I have been fortunate to have walked all of England and Scotland’s National Trails, bar one, and thus I’m always keen on a fresh idea for a long distance walk. Pouring over a new OS map last year something caught my eye, a LDP called ‘A Pennine Journey’. This was new to me, but I tend to view most ‘new’ LDP’s with some scepticism. Most, it appears to me, have been devised to pull in grant funding to a local authority or to appear in a tourist brochure. Few if any seem to have been designed as great ways to explore great geography without compromise. It was this lack of exciting new route opportunities that led me to devise my 8-in-5 walk around the Lake District that Mrs W and I enjoyed in 2012 and led to walking a section of the GR10 in 2016.

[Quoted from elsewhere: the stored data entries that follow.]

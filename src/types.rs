use std::fmt;
use std::ops::Not;
use std::str::FromStr;

use serde::Serialize;

use crate::error::ParseCoordError;

/// Number of squares along one edge of the board.
pub const BOARD_SIZE: usize = 8;
/// Number of squares on the board.
pub const NUM_SQUARES: usize = BOARD_SIZE * BOARD_SIZE;

/// One of the two sides. Black moves first.
#[derive(Debug, Clone, Copy, PartialEq, Eq, Hash, Serialize)]
pub enum Player {
    Black,
    White,
}

impl Player {
    pub const fn opposite(self) -> Self {
        match self {
            Player::Black => Player::White,
            Player::White => Player::Black,
        }
    }

    /// Slot used for per-player counters.
    pub(crate) const fn index(self) -> usize {
        match self {
            Player::Black => 0,
            Player::White => 1,
        }
    }

    /// Wire code shared with [`Snapshot::board`]: 1 = black, 2 = white.
    pub const fn code(self) -> u8 {
        match self {
            Player::Black => 1,
            Player::White => 2,
        }
    }
}

impl Not for Player {
    type Output = Self;

    fn not(self) -> Self {
        self.opposite()
    }
}

impl fmt::Display for Player {
    fn fmt(&self, f: &mut fmt::Formatter<'_>) -> fmt::Result {
        match self {
            Player::Black => f.write_str("Black"),
            Player::White => f.write_str("White"),
        }
    }
}

/// What a coordinate query sees.
///
/// `OffBoard` is only ever produced for out-of-range coordinates; the grid
/// itself never stores it.
#[derive(Debug, Clone, Copy, PartialEq, Eq, Hash)]
pub enum Square {
    Empty,
    Black,
    White,
    OffBoard,
}

impl Square {
    /// The player occupying this square, if any.
    pub const fn owner(self) -> Option<Player> {
        match self {
            Square::Black => Some(Player::Black),
            Square::White => Some(Player::White),
            Square::Empty | Square::OffBoard => None,
        }
    }
}

impl From<Player> for Square {
    fn from(player: Player) -> Self {
        match player {
            Player::Black => Square::Black,
            Player::White => Square::White,
        }
    }
}

impl From<Option<Player>> for Square {
    fn from(cell: Option<Player>) -> Self {
        cell.map_or(Square::Empty, Square::from)
    }
}

/// A board coordinate. `x` runs west to east, `y` north to south, both
/// zero-based. Values outside `0..8` are representable so that off-board
/// queries have an answer.
#[derive(Debug, Clone, Copy, PartialEq, Eq, Hash, PartialOrd, Ord, Serialize)]
pub struct Coord {
    pub x: i32,
    pub y: i32,
}

impl Coord {
    /// Reserved coordinate standing for "no placement, turn forfeited".
    pub const PASS: Self = Self::new(-9, -9);

    pub const fn new(x: i32, y: i32) -> Self {
        Self { x, y }
    }

    pub const fn is_pass(self) -> bool {
        self.x == Self::PASS.x && self.y == Self::PASS.y
    }

    pub const fn is_on_board(self) -> bool {
        self.x >= 0 && self.x < BOARD_SIZE as i32 && self.y >= 0 && self.y < BOARD_SIZE as i32
    }

    /// Row-major square index, or `None` when off the board.
    pub const fn index(self) -> Option<usize> {
        if self.is_on_board() {
            Some(self.y as usize * BOARD_SIZE + self.x as usize)
        } else {
            None
        }
    }

    /// The square `distance` steps away in `direction`.
    pub const fn step(self, direction: Direction, distance: i32) -> Self {
        let (dx, dy) = direction.offset();
        Self::new(self.x + dx * distance, self.y + dy * distance)
    }

    /// All 64 on-board coordinates in row-major order.
    pub fn all() -> impl Iterator<Item = Coord> {
        (0..BOARD_SIZE as i32).flat_map(|y| (0..BOARD_SIZE as i32).map(move |x| Coord::new(x, y)))
    }
}

/// Algebraic notation: column letter from `x`, row number from `y` ("c4").
impl fmt::Display for Coord {
    fn fmt(&self, f: &mut fmt::Formatter<'_>) -> fmt::Result {
        if self.is_pass() {
            return f.write_str("pass");
        }
        if !self.is_on_board() {
            return write!(f, "({}, {})", self.x, self.y);
        }
        let col = (b'a' + self.x as u8) as char;
        write!(f, "{col}{}", self.y + 1)
    }
}

impl FromStr for Coord {
    type Err = ParseCoordError;

    fn from_str(s: &str) -> Result<Self, Self::Err> {
        let s = s.trim();
        if s.eq_ignore_ascii_case("pass") {
            return Ok(Coord::PASS);
        }

        let mut chars = s.chars();
        let col = chars
            .next()
            .ok_or(ParseCoordError::Empty)?
            .to_ascii_lowercase();
        let x = "abcdefgh"
            .find(col)
            .ok_or(ParseCoordError::BadColumn(col))? as i32;
        let row = chars.next().ok_or(ParseCoordError::MissingRow)?;
        let y = match row.to_digit(10) {
            Some(digit @ 1..=8) => digit as i32 - 1,
            _ => return Err(ParseCoordError::BadRow(row)),
        };
        if chars.next().is_some() {
            return Err(ParseCoordError::TrailingInput(s.to_string()));
        }

        Ok(Coord::new(x, y))
    }
}

/// The eight compass directions, `y` growing southward.
#[derive(Debug, Clone, Copy, PartialEq, Eq, Hash)]
pub enum Direction {
    Northwest,
    North,
    Northeast,
    East,
    Southeast,
    South,
    Southwest,
    West,
}

impl Direction {
    pub const ALL: [Direction; 8] = [
        Direction::Northwest,
        Direction::North,
        Direction::Northeast,
        Direction::East,
        Direction::Southeast,
        Direction::South,
        Direction::Southwest,
        Direction::West,
    ];

    pub const fn offset(self) -> (i32, i32) {
        match self {
            Direction::Northwest => (-1, -1),
            Direction::North => (0, -1),
            Direction::Northeast => (1, -1),
            Direction::East => (1, 0),
            Direction::Southeast => (1, 1),
            Direction::South => (0, 1),
            Direction::Southwest => (-1, 1),
            Direction::West => (-1, 0),
        }
    }

    /// Position of this direction in [`Direction::ALL`] and in flip-count arrays.
    pub const fn index(self) -> usize {
        self as usize
    }
}

/// Something the side to move can do.
#[derive(Debug, Clone, Copy, PartialEq, Eq, Hash)]
pub enum Action {
    Place(Coord),
    Pass,
}

/// [`Coord::PASS`] converts to [`Action::Pass`]; anything else is a placement.
impl From<Coord> for Action {
    fn from(at: Coord) -> Self {
        if at.is_pass() {
            Action::Pass
        } else {
            Action::Place(at)
        }
    }
}

impl fmt::Display for Action {
    fn fmt(&self, f: &mut fmt::Formatter<'_>) -> fmt::Result {
        match self {
            Action::Place(at) => write!(f, "{at}"),
            Action::Pass => f.write_str("pass"),
        }
    }
}

/// How a finished game ended.
#[derive(Debug, Clone, Copy, PartialEq, Eq, Hash)]
pub enum Outcome {
    Win(Player),
    Tie,
}

impl Outcome {
    pub(crate) fn from_scores(black: u8, white: u8) -> Self {
        match black.cmp(&white) {
            std::cmp::Ordering::Greater => Outcome::Win(Player::Black),
            std::cmp::Ordering::Less => Outcome::Win(Player::White),
            std::cmp::Ordering::Equal => Outcome::Tie,
        }
    }

    pub const fn winner(self) -> Option<Player> {
        match self {
            Outcome::Win(player) => Some(player),
            Outcome::Tie => None,
        }
    }
}

impl fmt::Display for Outcome {
    fn fmt(&self, f: &mut fmt::Formatter<'_>) -> fmt::Result {
        match self {
            Outcome::Win(player) => write!(f, "{player} wins"),
            Outcome::Tie => f.write_str("Tie"),
        }
    }
}

/// Public game state handed to outer layers.
#[derive(Debug, Clone, PartialEq, Eq, Serialize)]
pub struct Snapshot {
    /// Row-major cells: 0 = empty, 1 = black, 2 = white.
    pub board: Vec<u8>,
    pub current_player: u8,
    pub black_count: u8,
    pub white_count: u8,
    pub has_legal_move: bool,
    pub is_game_over: bool,
    pub can_undo: bool,
    pub legal_moves: Vec<Coord>,
}

/// Final result after game over. `winner` is 0 for a tie.
#[derive(Debug, Clone, Copy, PartialEq, Eq, Serialize)]
pub struct GameResult {
    pub winner: u8,
    pub black_count: u8,
    pub white_count: u8,
}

The Pennine Journey was different though, as a little web research revealed to me. It is a walk based on a route devised and walked by Wainwright in 1938. In his case he wanted to escape the pervasive negativity all of Britain was feeling, with a looming expectation of war with Germany. His goal was to walk across the Central/Eastern Yorkshire Dales up to Hadrian’s Wall (something he longed to see) and then come back by a more Westerly route. The more I looked into this, the more the route appealed to me. We were not seeking escape from anything as significant as WW2, just the chance to leave the hassles of work behind for a week in the fells. Wainwright seemed to have picked a route with just the right pleasure : challenge ratio that appeals to me. The Pennine Way tips this ratio to far to the former in my opinion (unless you really enjoy bog-snorkeling!) and the Dales Way is something too tame to attempt before I’m 70. A rough outline of the route is shown below, we had only a week so walked the first half, from Settle to Hexham.
Wainwright would have wrung his hands that we walked without reaching his primary objective, Hadrian’s Wall. However for me the logistic simplicity of getting a train back from Hexham defined our end point (and the start of Part 2 when opportunity allows in 2018 / 19)
For us, it is unusual to holiday so close to home, but being blessed to live within a 30 min drive of The Dales is no hardship. So even though we only woke at 0730, we were starting our walking holiday by 0930 – a pleasant change from a pre-walk plane ride. There is a really good guide to the walk edited by David Pitt but I’d had decided to try and split the initially daily distances more evenly that is suggested in the guide.
Day 1 – Settle to Halton Gill. (14 miles)
A dry start, and only one day forecast to yield rain in the next eight gave us a spring in our step as we left Settle. By late morning one great bonus of AW’s route became clear. It gave you routes to Dales Honeypots than were virtually unwalked. This not only means more wilderness and less people (always good in my book) it also means new vista’s on familiar hills.
The real route goes around Penyghent and takes you past Hull Pot. This giant sink hole is very impressive, but having seen it before we decided to take a detour over the summit. It was windy on top but worth it.
As soon as we started on the path to Plover Hill it was amazing to note that every other walker that day was taking the ‘standard route’ up and down to Horton, not one person was to be seen on Plover Hill. We thus soon left the madding crowd far behind. The view down to Litton Dale, Foxup and Halton Gill soon opened up before us. Our accommodation that night was to be one night in a self catering cottage. We were fortunate to be able to book it for just the one night and carried with us a homemade curry which just needed reheating.
Day 2 – Halton Gill to Stalling Busk (13 miles)
Day two was rather overcast and hazy. Our route started in earnest, steeply out of Littondale up to the Horsehead Pass. From there we dropped down to Hubberholme in Wharfedale only to find someone had stolen all the water in the Wharfe!
I jest of course, it is a unusual feature of several Dales rivers that when the water table is low they run underground for some strengths only to reemerge further downstream. Arriving in Buckden I was disappointed to see that The Buck (PH) was closed seeking a new landlord. Beer was substituted for tea and cake at the excellent Westwinds café. Mrs W was delighted. We then headed via Cray to a Green Road that crosses over the attractively bleak Stake Moss and down to the Hamlet of Stalling Busk. Our host was both quirky and really welcoming. When I said I was going out for a stroll to see the architecturally unusual local church I was volunteered to take her dogs for a walk with me. Ahh, the benefit of being married to a vet, making me [perceived to be] naturally good with all animals. Roast beef, with meat from the family herd ended the day very nicely indeed.